1. AON und A1 waren nie Konkurenten, nur war AON der Internetteil der "Firma" und A1 der Mobile
2. Wenn du so ne schlechte Bandbreite hast, würd ich unbedingt anrufen, auch wenn du 20 min und mehr in der Warteschleife hängst (ist eh Gratis) freundlich bleiben, und denen dein Problem schildern (wirst dann sicher zu nem Techniker weitergeleitet).
Habe direkt zur Fusionierung das selbe Problem gehabt. Grad Gigaspeed 16 neu und nichtmal auf 6000 kb/s gekommen.
Hab mich dann informiert (sehr wichtig!!) rausgefunden ich muss Vertraglich auf mindestens 8000 kb/s kommen, dort angerufen, ich war freundlich, die waren freundlich, und seither hab ich fast konstant die vollen 16000 kb/s das minimalste waren bisher 14000 kb/s.

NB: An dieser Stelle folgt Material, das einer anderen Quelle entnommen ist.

use image::imageops::FilterType;
use image::{DynamicImage, GenericImageView, ImageError};
use std::path::Path;

use crate::error::LoadError;

// ---------------------------------------------------------------------------
// Geometry
// ---------------------------------------------------------------------------

#[derive(Debug, Clone, Copy, PartialEq, Eq, Default)]
pub struct Size {
    pub width: u32,
    pub height: u32,
}

impl Size {
    pub fn new(width: u32, height: u32) -> Self {
        Self { width, height }
    }
}

#[derive(Debug, Clone, Copy, PartialEq, Eq)]
pub struct Rect {
    pub x: u32,
    pub y: u32,
    pub width: u32,
    pub height: u32,
}

impl Rect {
    pub fn new(x: u32, y: u32, width: u32, height: u32) -> Self {
        Self { x, y, width, height }
    }

    pub fn right(&self) -> u32 {
        self.x + self.width
    }

    pub fn bottom(&self) -> u32 {
        self.y + self.height
    }
}

/// Whether images are rescaled to fill the box or only shrunk to fit.
#[derive(Debug, Clone, Copy, PartialEq, Eq, Default)]
pub enum FitMode {
    Fill,
    #[default]
    ShrinkOnly,
}

// ---------------------------------------------------------------------------
// Decoded payload
// ---------------------------------------------------------------------------

/// Pixels sized for one target box, plus where to put them and which
/// margins around them must be cleared.
#[derive(Debug, Clone)]
pub struct Frame {
    /// 0x00RRGGBB, row-major, `placement.width * placement.height` entries.
    pub pixels: Vec<u32>,
    pub placement: Rect,
    pub cleared: Vec<Rect>,
    pub source_size: Size,
}

/// Image codec service: decode, orient and size a file for a target box.
pub trait Codec: Send + Sync {
    fn decode(
        &self,
        path: &Path,
        target: Size,
        fit: FitMode,
        orientation: u8,
    ) -> Result<Frame, LoadError>;
}

/// Where an image of `image` size lands inside `target`, after scaling.
#[derive(Debug, Clone, PartialEq)]
pub struct Layout {
    pub scaled: Size,
    pub placement: Rect,
    pub cleared: Vec<Rect>,
}

pub fn layout(image: Size, target: Size, fit: FitMode) -> Layout {
    let (w, h) = (target.width as i64, target.height as i64);
    let (iw, ih) = (image.width.max(1), image.height.max(1));
    let x_ratio = target.width as f64 / iw as f64;
    let y_ratio = target.height as f64 / ih as f64;

    let rescale = match fit {
        FitMode::Fill => x_ratio != 1.0 || y_ratio != 1.0,
        FitMode::ShrinkOnly => x_ratio < 1.0 || y_ratio < 1.0,
    };

    // Keep the aspect ratio; blank space ends up on one axis only.
    let (sw, sh) = if rescale {
        let ratio = x_ratio.min(y_ratio);
        (
            ((iw as f64 * ratio).round() as i64).max(1),
            ((ih as f64 * ratio).round() as i64).max(1),
        )
    } else {
        (iw as i64, ih as i64)
    };
    let x = ((w - sw) / 2).max(0);
    let y = ((h - sh) / 2).max(0);

    let placement = Rect::new(x as u32, y as u32, sw as u32, sh as u32);
    let (right, bottom) = (placement.right(), placement.bottom());
    let mut cleared = Vec::new();
    if placement.y != 0 {
        cleared.push(Rect::new(0, 0, target.width, placement.y));
    }
    if bottom < target.height {
        cleared.push(Rect::new(0, bottom, target.width, target.height - bottom));
    }
    if placement.x != 0 {
        cleared.push(Rect::new(0, placement.y, placement.x, sh as u32));
    }
    if right < target.width {
        cleared.push(Rect::new(right, placement.y, target.width - right, sh as u32));
    }

    Layout {
        scaled: Size::new(sw as u32, sh as u32),
        placement,
        cleared,
    }
}

/// Apply an EXIF orientation (1..=8): rotate first, then mirror.
pub fn apply_orientation(img: DynamicImage, orientation: u8) -> DynamicImage {
    let (rotated, flip) = match orientation {
        2 => (img, true),
        3 => (img.rotate180(), false),
        4 => (img.rotate180(), true),
        5 => (img.rotate90(), true),
        6 => (img.rotate90(), false),
        7 => (img.rotate270(), true),
        8 => (img.rotate270(), false),
        _ => (img, false),
    };
    if flip { rotated.fliph() } else { rotated }
}

/// Pack RGBA over a black background into softbuffer's 0x00RRGGBB.
fn pack_pixels(img: &DynamicImage) -> Vec<u32> {
    img.to_rgba8()
        .pixels()
        .map(|p| {
            let [r, g, b, a] = p.0;
            let a = a as u32;
            let r = r as u32 * a / 255;
            let g = g as u32 * a / 255;
            let b = b as u32 * a / 255;
            r << 16 | g << 8 | b
        })
        .collect()
}

/// `Codec` backed by the `image` crate.
#[derive(Debug, Default)]
pub struct ImageCodec;

impl Codec for ImageCodec {
    fn decode(
        &self,
        path: &Path,
        target: Size,
        fit: FitMode,
        orientation: u8,
    ) -> Result<Frame, LoadError> {
        let img = image::open(path).map_err(|e| match e {
            ImageError::IoError(io) => LoadError::io(path, io),
            other => LoadError::decode(path, other),
        })?;
        let img = apply_orientation(img, orientation);
        let (iw, ih) = img.dimensions();
        let lay = layout(Size::new(iw, ih), target, fit);

        let img = if lay.scaled != Size::new(iw, ih) {
            img.resize_exact(lay.scaled.width, lay.scaled.height, FilterType::Triangle)
        } else {
            img
        };
        log::debug!(
            "{}: canvas {}x{}, loaded {}x{}, resized to {}x{} at {},{}",
            path.display(),
            target.width,
            target.height,
            iw,
            ih,
            lay.scaled.width,
            lay.scaled.height,
            lay.placement.x,
            lay.placement.y,
        );

        Ok(Frame {
            pixels: pack_pixels(&img),
            placement: lay.placement,
            cleared: lay.cleared,
            source_size: Size::new(iw, ih),
        })
    }
}

#[cfg(test)]
mod tests {
    use super::*;
    use image::{Rgba, RgbaImage};

    fn write_png(dir: &Path, name: &str, w: u32, h: u32) -> std::path::PathBuf {
        let path = dir.join(name);
        let img = RgbaImage::from_fn(w, h, |x, _| {
            if x == 0 { Rgba([255, 0, 0, 255]) } else { Rgba([0, 0, 255, 255]) }
        });
        img.save(&path).unwrap();
        path
    }

    #[test]
    fn shrink_only_centers_small_image() {
        let lay = layout(Size::new(4, 2), Size::new(8, 8), FitMode::ShrinkOnly);
        assert_eq!(lay.scaled, Size::new(4, 2));
        assert_eq!(lay.placement, Rect::new(2, 3, 4, 2));
        assert_eq!(
            lay.cleared,
            vec![
                Rect::new(0, 0, 8, 3),
                Rect::new(0, 5, 8, 3),
                Rect::new(0, 3, 2, 2),
                Rect::new(6, 3, 2, 2),
            ]
        );
    }

    #[test]
    fn fill_scales_up_to_width() {
        let lay = layout(Size::new(4, 2), Size::new(8, 8), FitMode::Fill);
        assert_eq!(lay.placement, Rect::new(0, 2, 8, 4));
        assert_eq!(lay.cleared, vec![Rect::new(0, 0, 8, 2), Rect::new(0, 6, 8, 2)]);
    }

    #[test]
    fn shrink_only_scales_down_large_image() {
        let lay = layout(Size::new(200, 400), Size::new(100, 100), FitMode::ShrinkOnly);
        assert_eq!(lay.placement, Rect::new(25, 0, 50, 100));
        assert_eq!(lay.cleared, vec![Rect::new(0, 0, 25, 100), Rect::new(75, 0, 25, 100)]);
    }

    #[test]
    fn exact_fit_has_no_margins() {
        let lay = layout(Size::new(50, 50), Size::new(50, 50), FitMode::Fill);
        assert_eq!(lay.placement, Rect::new(0, 0, 50, 50));
        assert!(lay.cleared.is_empty());
    }

    #[test]
    fn orientation_six_swaps_axes() {
        let img = DynamicImage::ImageRgba8(RgbaImage::new(4, 2));
        assert_eq!(apply_orientation(img.clone(), 6).dimensions(), (2, 4));
        assert_eq!(apply_orientation(img.clone(), 3).dimensions(), (4, 2));
        assert_eq!(apply_orientation(img, 1).dimensions(), (4, 2));
    }

    #[test]
    fn mirror_moves_left_column_right() {
        let img = DynamicImage::ImageRgba8(RgbaImage::from_fn(2, 1, |x, _| {
            if x == 0 { Rgba([255, 0, 0, 255]) } else { Rgba([0, 0, 255, 255]) }
        }));
        let flipped = apply_orientation(img, 2);
        assert_eq!(pack_pixels(&flipped), vec![0x0000ff, 0xff0000]);
    }

    #[test]
    fn decodes_png_into_box() {
        let dir = tempfile::tempdir().unwrap();
        let path = write_png(dir.path(), "a.png", 4, 2);
        let frame = ImageCodec
            .decode(&path, Size::new(8, 8), FitMode::ShrinkOnly, 1)
            .unwrap();
        assert_eq!(frame.placement, Rect::new(2, 3, 4, 2));
        assert_eq!(frame.pixels.len(), 8);
        assert_eq!(frame.pixels[0], 0xff0000);
        assert_eq!(frame.source_size, Size::new(4, 2));
    }

    #[test]
    fn missing_file_is_io_error() {
        let dir = tempfile::tempdir().unwrap();
        let err = ImageCodec
            .decode(&dir.path().join("nope.png"), Size::new(8, 8), FitMode::Fill, 1)
            .unwrap_err();
        assert!(matches!(err, LoadError::Io { .. }));
    }

    #[test]
    fn garbage_is_decode_error() {
        let dir = tempfile::tempdir().unwrap();
        let path = dir.path().join("bad.xyz");
        std::fs::write(&path, b"definitely not a png").unwrap();
        let err = ImageCodec
            .decode(&path, Size::new(8, 8), FitMode::Fill, 1)
            .unwrap_err();
        assert!(matches!(err, LoadError::Decode { .. }));
    }
}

Also, find raus wie hoch dein transfer mindestens sein muss, ist er drunter erfüllen sie ihren Vertrag nicht und du könntest sofort raus und zu nem anderen anbieter, wenn sie es nicht geregelt bekommen. Trotzdem, das wichtigste bei der Hotline ist freundlich bleiben, dann machen sie auch was 
Und wenn das alles nichts hilft dieSchmids.at da findest alles wichtige zu A1, deren Modems etc.

Und zum Thema:

Hab vor allem im Steam Sommercamp bei einigen Spielen zugeschlagen.
Gerade läuft bei Gamersgate.com bzw Gamersgate.co.uk (wichtig beide zu kennen, co.uk ist manchmal billiger und hat Spiele die es auf com komischerweise nicht gibt) auch sowas ähnliches, nennt sich da summersale und dauert 4 Wochen, mit grad mehr als 100 Angeboten in Woche 1.


----------



## Diezel (7. August 2011)

steam ist viel zu teuer, kein handbuch, keine dvd, keine schöne verpackung.
bei machen games sind sprachausgaben nicht drin die in der kaufbeschreibung stehen, usw.

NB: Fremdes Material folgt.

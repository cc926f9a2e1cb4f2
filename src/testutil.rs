//! Scriptable codec and tag store for unit tests.

use std::collections::HashMap;
use std::io;
use std::path::{Path, PathBuf};
use std::sync::atomic::{AtomicBool, AtomicU8, AtomicUsize, Ordering};
use std::sync::mpsc::{self, Receiver, Sender};
use std::sync::{Arc, Mutex};

use crate::codec::{Codec, FitMode, Frame, Rect, Size};
use crate::error::{LoadError, TagError};
use crate::tags::{MetadataStore, Tag, Tags};

/// Fails for any path whose file name starts with "bad"; otherwise returns
/// a frame filling the target box.
#[derive(Default)]
pub struct FakeCodec {
    calls: Arc<AtomicUsize>,
    orientation: Arc<AtomicU8>,
    started: Arc<Mutex<Vec<(PathBuf, Size)>>>,
    gate: Option<Mutex<Receiver<()>>>,
}

impl FakeCodec {
    /// Each decode blocks until one `()` is sent on the returned sender.
    pub fn gated() -> (Self, Sender<()>) {
        let (tx, rx) = mpsc::channel();
        let codec = FakeCodec {
            gate: Some(Mutex::new(rx)),
            ..Default::default()
        };
        (codec, tx)
    }

    pub fn calls(&self) -> Arc<AtomicUsize> {
        Arc::clone(&self.calls)
    }

    pub fn last_orientation(&self) -> Arc<AtomicU8> {
        Arc::clone(&self.orientation)
    }

    /// Every decode as it starts (before the gate), with its target size.
    pub fn started(&self) -> Arc<Mutex<Vec<(PathBuf, Size)>>> {
        Arc::clone(&self.started)
    }
}

impl Codec for FakeCodec {
    fn decode(
        &self,
        path: &Path,
        target: Size,
        _fit: FitMode,
        orientation: u8,
    ) -> Result<Frame, LoadError> {
        self.started.lock().unwrap().push((path.to_path_buf(), target));
        if let Some(ref gate) = self.gate {
            let rx = gate.lock().unwrap();
            let _ = rx.recv();
        }
        self.calls.fetch_add(1, Ordering::SeqCst);
        self.orientation.store(orientation, Ordering::SeqCst);
        let bad = path
            .file_name()
            .map(|n| n.to_string_lossy().starts_with("bad"))
            .unwrap_or(false);
        if bad {
            return Err(LoadError::decode(path, "unsupported format"));
        }
        Ok(Frame {
            pixels: vec![0x00ff00; (target.width * target.height) as usize],
            placement: Rect::new(0, 0, target.width, target.height),
            cleared: Vec::new(),
            source_size: target,
        })
    }
}

#[derive(Default)]
pub struct FakeStore {
    files: Mutex<HashMap<PathBuf, Tags>>,
    loads: AtomicUsize,
    writes: AtomicUsize,
    fail: Mutex<bool>,
    fail_loads: AtomicBool,
}

impl FakeStore {
    pub fn seed(&self, path: &str, tag: Tag, value: &str) {
        self.files
            .lock()
            .unwrap()
            .entry(PathBuf::from(path))
            .or_default()
            .insert(tag, value.to_string());
    }

    pub fn get(&self, path: &str, tag: Tag) -> Option<String> {
        self.files
            .lock()
            .unwrap()
            .get(Path::new(path))
            .and_then(|t| t.get(&tag).cloned())
    }

    pub fn fail_writes(&self, fail: bool) {
        *self.fail.lock().unwrap() = fail;
    }

    pub fn fail_loads(&self, fail: bool) {
        self.fail_loads.store(fail, Ordering::SeqCst);
    }

    pub fn load_count(&self) -> usize {
        self.loads.load(Ordering::SeqCst)
    }

    pub fn write_count(&self) -> usize {
        self.writes.load(Ordering::SeqCst)
    }
}

impl MetadataStore for FakeStore {
    fn load(&self, path: &Path) -> io::Result<Tags> {
        self.loads.fetch_add(1, Ordering::SeqCst);
        if self.fail_loads.load(Ordering::SeqCst) {
            return Err(io::Error::other("unreadable"));
        }
        Ok(self.files.lock().unwrap().get(path).cloned().unwrap_or_default())
    }

    fn write(&self, path: &Path, tag: Tag, value: &str) -> Result<(), TagError> {
        if *self.fail.lock().unwrap() {
            return Err(TagError::store_write(path, "read-only"));
        }
        self.writes.fetch_add(1, Ordering::SeqCst);
        self.files
            .lock()
            .unwrap()
            .entry(path.to_path_buf())
            .or_default()
            .insert(tag, value.to_string());
        Ok(())
    }

    fn delete(&self, path: &Path, tag: Tag) -> Result<(), TagError> {
        if *self.fail.lock().unwrap() {
            return Err(TagError::store_write(path, "read-only"));
        }
        self.writes.fetch_add(1, Ordering::SeqCst);
        if let Some(tags) = self.files.lock().unwrap().get_mut(path) {
            tags.remove(&tag);
        }
        Ok(())
    }
}
mod cache;
mod cli;
mod codec;
mod debounce;
mod error;
mod files;
mod picture;
mod tags;
#[cfg(test)]
mod testutil;
mod ui;

use clap::Parser;
use std::sync::{Arc, Mutex};
use winit::event_loop::EventLoop;

use crate::cache::WindowCache;
use crate::cli::Cli;
use crate::codec::{FitMode, ImageCodec, Size};
use crate::debounce::{EventFilter, Output, QUIET_TICKS, TICK};
use crate::files::collect_images;
use crate::picture::{Loader, Picture};
use crate::tags::{EmbeddedStore, MetadataStore, SidecarStore};
use crate::ui::{App, UserEvent};

// ---------------------------------------------------------------------------
// Main
// ---------------------------------------------------------------------------

fn main() {
    let cli = Cli::parse();
    let default_filter = if cli.verbose { "debug" } else { "warn" };
    env_logger::Builder::from_env(env_logger::Env::default().default_filter_or(default_filter))
        .init();

    let files = collect_images(&cli.paths, cli.recursive);
    if files.is_empty() {
        log::error!("No image files found.");
        return;
    }
    let preload = cli.preload_count();
    log::info!("{} files in total, preload = {}", files.len(), preload);

    let event_loop = EventLoop::<UserEvent>::with_user_event()
        .build()
        .expect("create event loop");
    let proxy = event_loop.create_proxy();

    let store: Arc<dyn MetadataStore> = if cli.sidecar {
        Arc::new(SidecarStore)
    } else {
        Arc::new(EmbeddedStore::default())
    };
    let fit = if cli.fit { FitMode::Fill } else { FitMode::ShrinkOnly };
    let num_threads = std::thread::available_parallelism()
        .map(|n| n.get())
        .unwrap_or(4)
        .clamp(2, 16);

    // Wake the UI when a load finishes.
    let ready_proxy = Mutex::new(proxy.clone());
    let loader = Loader::new(Arc::new(ImageCodec), store, num_threads, fit)
        .expect("create load pool")
        .with_notifier(move |idx| {
            if let Ok(proxy) = ready_proxy.lock() {
                let _ = proxy.send_event(UserEvent::ImageReady(idx));
            }
        });
    let loader = Arc::new(loader);

    let total = files.len();
    let pictures = files
        .into_iter()
        .enumerate()
        .map(|(i, path)| Picture::new(path, i, total, Arc::clone(&loader)))
        .collect();
    let initial_size = Size::new(cli.width, cli.height);
    let cache = WindowCache::new(pictures, preload, initial_size);

    // Raw resizes and key commands pass through the debouncing filter
    // before they reach the event loop.
    let filter = EventFilter::spawn(TICK, QUIET_TICKS, move |out| {
        let ev = match out {
            Output::Resized(size) => UserEvent::Resized(size),
            Output::Event(cmd) => UserEvent::Command(cmd),
        };
        proxy.send_event(ev).is_ok()
    });

    let mut app = App::new(cache, filter, initial_size, cli.fullscreen);

    event_loop.run_app(&mut app).expect("run event loop");
}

amazon z.b. ist deutlich billiger, liefert komlette verpackung mit allem was dazu gehört,
geschnittene games werden nicht aufgezwungen, der service lässt gut mit sich reden,
erstattet das geld wenn die spiele z.b. am release tag verbuggt sind und in vielen anderen fällen.


----------



## Wraith79 (7. August 2011)

Ich liebe Retail-Spiele.
Es geht nichts über eine schöne Verpackung im Regal/Schrank 

Es ist ok in meinen Augen wenn ich DLC's oder Stuff im Onlinestore kaufe aber ich persönlich bevorzuge die Retailversionen des Fullgames !

~S~


----------



## Chickenator (7. August 2011)

Ich muss sagen, dass sich Steam an mir schon ne goldene Nase verdient hat.

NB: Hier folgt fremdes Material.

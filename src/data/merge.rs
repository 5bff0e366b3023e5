//! Merge Module
//! Joins accounts, CPI and employment into one record per (region, year).

use crate::data::loader::{CPI, EMPLOYEES, NOMINAL_EXPENSE, REGION, YEAR};
use polars::prelude::*;
use serde::{Deserialize, Serialize};
use std::collections::HashSet;
use thiserror::Error;
use tracing::info;

#[derive(Error, Debug)]
pub enum MergeError {
    #[error("Polars error: {0}")]
    PolarsError(#[from] PolarsError),
    #[error(
        "Merged table is empty: accounts cover {accounts}, CPI covers {cpi}, employment covers {employment}"
    )]
    EmptyMerge {
        accounts: String,
        cpi: String,
        employment: String,
    },
    #[error("Duplicate key after merge: {region} {year}")]
    DuplicateKey { region: String, year: i32 },
}

/// How keys missing from CPI or employment are treated.
#[derive(Debug, Clone, Copy, PartialEq, Eq, Default, Serialize, Deserialize)]
#[serde(rename_all = "snake_case")]
pub enum JoinPolicy {
    /// Keep only keys present in every source.
    #[default]
    Inner,
    /// Keep every accounts row; absent CPI/employment stays missing.
    Left,
}

impl JoinPolicy {
    fn join_type(self) -> JoinType {
        match self {
            JoinPolicy::Inner => JoinType::Inner,
            JoinPolicy::Left => JoinType::Left,
        }
    }

    pub fn label(self) -> &'static str {
        match self {
            JoinPolicy::Inner => "inner",
            JoinPolicy::Left => "left",
        }
    }
}

/// One merged (region, year) observation.
#[derive(Debug, Clone, PartialEq)]
pub struct RegionYearRecord {
    pub region: String,
    pub year: i32,
    pub nominal_expense: f64,
    pub cpi: Option<f64>,
    pub employees: Option<f64>,
}

/// Joins the normalized source frames.
pub struct DataMerger;

impl DataMerger {
    /// Join the three canonical frames and return the records sorted by
    /// (region, year).
    pub fn merge(
        accounts: &DataFrame,
        cpi: &DataFrame,
        employment: &DataFrame,
        policy: JoinPolicy,
    ) -> Result<Vec<RegionYearRecord>, MergeError> {
        let joined = accounts
            .clone()
            .lazy()
            .join(
                cpi.clone().lazy(),
                [col(YEAR)],
                [col(YEAR)],
                JoinArgs::new(policy.join_type()),
            )
            .join(
                employment.clone().lazy(),
                [col(REGION), col(YEAR)],
                [col(REGION), col(YEAR)],
                JoinArgs::new(policy.join_type()),
            )
            .sort([REGION, YEAR], SortMultipleOptions::default())
            .collect()?;

        let records = Self::extract_records(&joined)?;

        if records.is_empty() {
            return Err(MergeError::EmptyMerge {
                accounts: year_span(accounts),
                cpi: year_span(cpi),
                employment: year_span(employment),
            });
        }

        Self::check_unique(&records)?;

        info!(
            policy = policy.label(),
            rows = records.len(),
            "merged regional accounts, cpi and employment"
        );
        Ok(records)
    }

    /// Every (region, year) must appear once.
    pub fn check_unique(records: &[RegionYearRecord]) -> Result<(), MergeError> {
        let mut seen: HashSet<(&str, i32)> = HashSet::with_capacity(records.len());
        for record in records {
            if !seen.insert((record.region.as_str(), record.year)) {
                return Err(MergeError::DuplicateKey {
                    region: record.region.clone(),
                    year: record.year,
                });
            }
        }
        Ok(())
    }

    fn extract_records(df: &DataFrame) -> Result<Vec<RegionYearRecord>, MergeError> {
        let regions = df.column(REGION)?.str()?;
        let years = df.column(YEAR)?.cast(&DataType::Int32)?;
        let years = years.i32()?;
        let expenses = df.column(NOMINAL_EXPENSE)?.f64()?;
        let cpis = df.column(CPI)?.f64()?;
        let employees = df.column(EMPLOYEES)?.f64()?;

        let records = (0..df.height())
            .filter_map(|i| {
                Some(RegionYearRecord {
                    region: regions.get(i)?.to_string(),
                    year: years.get(i)?,
                    nominal_expense: expenses.get(i)?,
                    cpi: cpis.get(i),
                    employees: employees.get(i),
                })
            })
            .collect();

        Ok(records)
    }
}

fn year_span(df: &DataFrame) -> String {
    let years = df
        .column(YEAR)
        .ok()
        .and_then(|c| c.cast(&DataType::Int32).ok())
        .and_then(|c| c.i32().ok().map(|ca| (ca.min(), ca.max())));
    match years {
        Some((Some(min), Some(max))) => format!("{min}-{max}"),
        _ => "no years".to_string(),
    }
}

#[cfg(test)]
mod tests {
    use super::*;

    fn accounts() -> DataFrame {
        DataFrame::new(vec![
            Column::new(REGION.into(), ["North", "North", "South", "South"]),
            Column::new(YEAR.into(), [2015i32, 2016, 2015, 2016]),
            Column::new(NOMINAL_EXPENSE.into(), [1000.0, 1100.0, 500.0, 520.0]),
        ])
        .unwrap()
    }

    fn cpi() -> DataFrame {
        DataFrame::new(vec![
            Column::new(YEAR.into(), [2015i32, 2016]),
            Column::new(CPI.into(), [100.0, 110.0]),
        ])
        .unwrap()
    }

    fn employment() -> DataFrame {
        DataFrame::new(vec![
            Column::new(REGION.into(), ["North", "North", "South"]),
            Column::new(YEAR.into(), [2015i32, 2016, 2015]),
            Column::new(EMPLOYEES.into(), [10.0, 11.0, 0.0]),
        ])
        .unwrap()
    }

    #[test]
    fn inner_join_excludes_unmatched_keys() {
        let records =
            DataMerger::merge(&accounts(), &cpi(), &employment(), JoinPolicy::Inner).unwrap();
        assert_eq!(records.len(), 3);
        assert!(records
            .iter()
            .all(|r| r.cpi.is_some() && r.employees.is_some()));
        assert!(!records.iter().any(|r| r.region == "South" && r.year == 2016));
    }

    #[test]
    fn left_join_keeps_accounts_rows_with_missing_fields() {
        let records =
            DataMerger::merge(&accounts(), &cpi(), &employment(), JoinPolicy::Left).unwrap();
        assert_eq!(records.len(), 4);
        let south_2016 = records
            .iter()
            .find(|r| r.region == "South" && r.year == 2016)
            .unwrap();
        assert_eq!(south_2016.cpi, Some(110.0));
        assert_eq!(south_2016.employees, None);
    }

    #[test]
    fn merged_keys_are_unique_and_sorted() {
        let records =
            DataMerger::merge(&accounts(), &cpi(), &employment(), JoinPolicy::Left).unwrap();
        DataMerger::check_unique(&records).unwrap();
        let keys: Vec<(String, i32)> = records.iter().map(|r| (r.region.clone(), r.year)).collect();
        let mut sorted = keys.clone();
        sorted.sort();
        assert_eq!(keys, sorted);
    }

    #[test]
    fn disjoint_years_fail_loudly() {
        let late_cpi = DataFrame::new(vec![
            Column::new(YEAR.into(), [2020i32, 2021]),
            Column::new(CPI.into(), [120.0, 125.0]),
        ])
        .unwrap();

        let err =
            DataMerger::merge(&accounts(), &late_cpi, &employment(), JoinPolicy::Inner).unwrap_err();
        match err {
            MergeError::EmptyMerge { accounts, cpi, .. } => {
                assert_eq!(accounts, "2015-2016");
                assert_eq!(cpi, "2020-2021");
            }
            other => panic!("unexpected error: {other}"),
        }
    }

    #[test]
    fn duplicate_keys_are_rejected() {
        let record = RegionYearRecord {
            region: "North".to_string(),
            year: 2015,
            nominal_expense: 1.0,
            cpi: Some(100.0),
            employees: Some(1.0),
        };
        let err = DataMerger::check_unique(&[record.clone(), record]).unwrap_err();
        assert!(matches!(err, MergeError::DuplicateKey { year: 2015, .. }));
    }
}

Zugegeben neue Releases sollte sich da keiner kaufen, die sind deutlich überteuert.

Aber wenn Steam mal wieder eine Dealwoche (jetzt erst das Summer Camp oder zu Weihnachten) macht haben die einfach nur unschlagbare Angebote.

Gut man hat halt keine DVD und nichts dazu, aber wer halt wenig Platz Zuhause hat und nicht 1000 Spiele bei sich verstauen kann, der sollte wohl eher zu sowas neigen.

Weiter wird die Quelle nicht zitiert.